[[ STUDY MATERIAL open ]]

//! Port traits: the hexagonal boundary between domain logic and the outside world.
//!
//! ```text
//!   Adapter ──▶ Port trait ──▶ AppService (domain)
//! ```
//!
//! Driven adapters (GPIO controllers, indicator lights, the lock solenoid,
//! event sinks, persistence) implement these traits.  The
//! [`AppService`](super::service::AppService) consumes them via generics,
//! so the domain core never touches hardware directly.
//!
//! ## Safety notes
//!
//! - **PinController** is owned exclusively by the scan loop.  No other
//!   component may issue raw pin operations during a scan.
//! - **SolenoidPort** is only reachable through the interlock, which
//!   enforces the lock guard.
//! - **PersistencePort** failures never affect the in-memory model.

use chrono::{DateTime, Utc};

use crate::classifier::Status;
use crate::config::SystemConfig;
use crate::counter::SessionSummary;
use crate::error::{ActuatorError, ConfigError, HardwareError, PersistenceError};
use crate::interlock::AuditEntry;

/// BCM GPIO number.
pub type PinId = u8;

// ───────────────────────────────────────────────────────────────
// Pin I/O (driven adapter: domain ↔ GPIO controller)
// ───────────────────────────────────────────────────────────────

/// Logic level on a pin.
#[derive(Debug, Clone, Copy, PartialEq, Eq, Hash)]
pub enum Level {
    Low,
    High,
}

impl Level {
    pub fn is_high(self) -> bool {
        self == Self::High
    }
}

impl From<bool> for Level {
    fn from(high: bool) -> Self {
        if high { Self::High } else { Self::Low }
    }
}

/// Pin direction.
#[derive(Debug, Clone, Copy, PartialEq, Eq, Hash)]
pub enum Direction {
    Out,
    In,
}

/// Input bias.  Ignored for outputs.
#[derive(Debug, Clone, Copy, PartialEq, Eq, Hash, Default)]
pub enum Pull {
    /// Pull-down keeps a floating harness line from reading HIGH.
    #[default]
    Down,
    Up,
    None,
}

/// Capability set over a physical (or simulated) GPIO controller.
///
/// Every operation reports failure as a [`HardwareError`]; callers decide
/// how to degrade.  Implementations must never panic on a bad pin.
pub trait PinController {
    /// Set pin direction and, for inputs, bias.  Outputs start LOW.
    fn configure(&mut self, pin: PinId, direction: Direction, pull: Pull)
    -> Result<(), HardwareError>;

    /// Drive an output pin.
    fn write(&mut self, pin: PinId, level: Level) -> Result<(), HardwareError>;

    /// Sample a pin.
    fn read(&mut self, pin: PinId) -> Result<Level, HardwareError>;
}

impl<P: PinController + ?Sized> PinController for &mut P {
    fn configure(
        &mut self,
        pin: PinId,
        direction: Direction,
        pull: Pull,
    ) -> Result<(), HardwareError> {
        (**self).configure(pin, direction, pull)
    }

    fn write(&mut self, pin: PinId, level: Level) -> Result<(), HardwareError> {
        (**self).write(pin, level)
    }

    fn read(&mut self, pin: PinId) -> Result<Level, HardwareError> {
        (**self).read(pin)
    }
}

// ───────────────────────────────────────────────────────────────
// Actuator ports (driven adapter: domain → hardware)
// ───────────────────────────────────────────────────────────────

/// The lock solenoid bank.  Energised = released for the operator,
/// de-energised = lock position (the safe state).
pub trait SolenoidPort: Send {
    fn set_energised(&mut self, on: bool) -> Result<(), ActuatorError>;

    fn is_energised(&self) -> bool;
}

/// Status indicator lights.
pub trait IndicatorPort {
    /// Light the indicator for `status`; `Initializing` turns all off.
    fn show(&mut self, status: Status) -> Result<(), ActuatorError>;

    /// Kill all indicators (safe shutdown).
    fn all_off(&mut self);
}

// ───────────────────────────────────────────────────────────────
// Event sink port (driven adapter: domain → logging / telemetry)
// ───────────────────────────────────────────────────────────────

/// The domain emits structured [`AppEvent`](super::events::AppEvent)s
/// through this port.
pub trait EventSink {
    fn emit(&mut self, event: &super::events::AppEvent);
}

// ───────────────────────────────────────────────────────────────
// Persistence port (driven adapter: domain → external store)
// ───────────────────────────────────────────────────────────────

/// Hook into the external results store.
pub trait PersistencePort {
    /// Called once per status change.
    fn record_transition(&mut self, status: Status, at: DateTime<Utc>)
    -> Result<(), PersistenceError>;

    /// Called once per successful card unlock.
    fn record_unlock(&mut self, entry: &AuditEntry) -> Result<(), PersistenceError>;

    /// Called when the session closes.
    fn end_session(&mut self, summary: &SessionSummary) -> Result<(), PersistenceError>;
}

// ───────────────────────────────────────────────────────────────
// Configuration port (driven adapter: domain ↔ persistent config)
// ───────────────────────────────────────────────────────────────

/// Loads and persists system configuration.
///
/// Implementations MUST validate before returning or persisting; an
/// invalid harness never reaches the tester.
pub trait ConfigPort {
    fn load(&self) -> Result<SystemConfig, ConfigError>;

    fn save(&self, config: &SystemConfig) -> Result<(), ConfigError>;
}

[[ STUDY MATERIAL closed ]]

• **TASK REQUIREMENTS**: How many lines in the entries include "bias"? Only the number is wanted.

• **EXPECTED ANSWER**: 2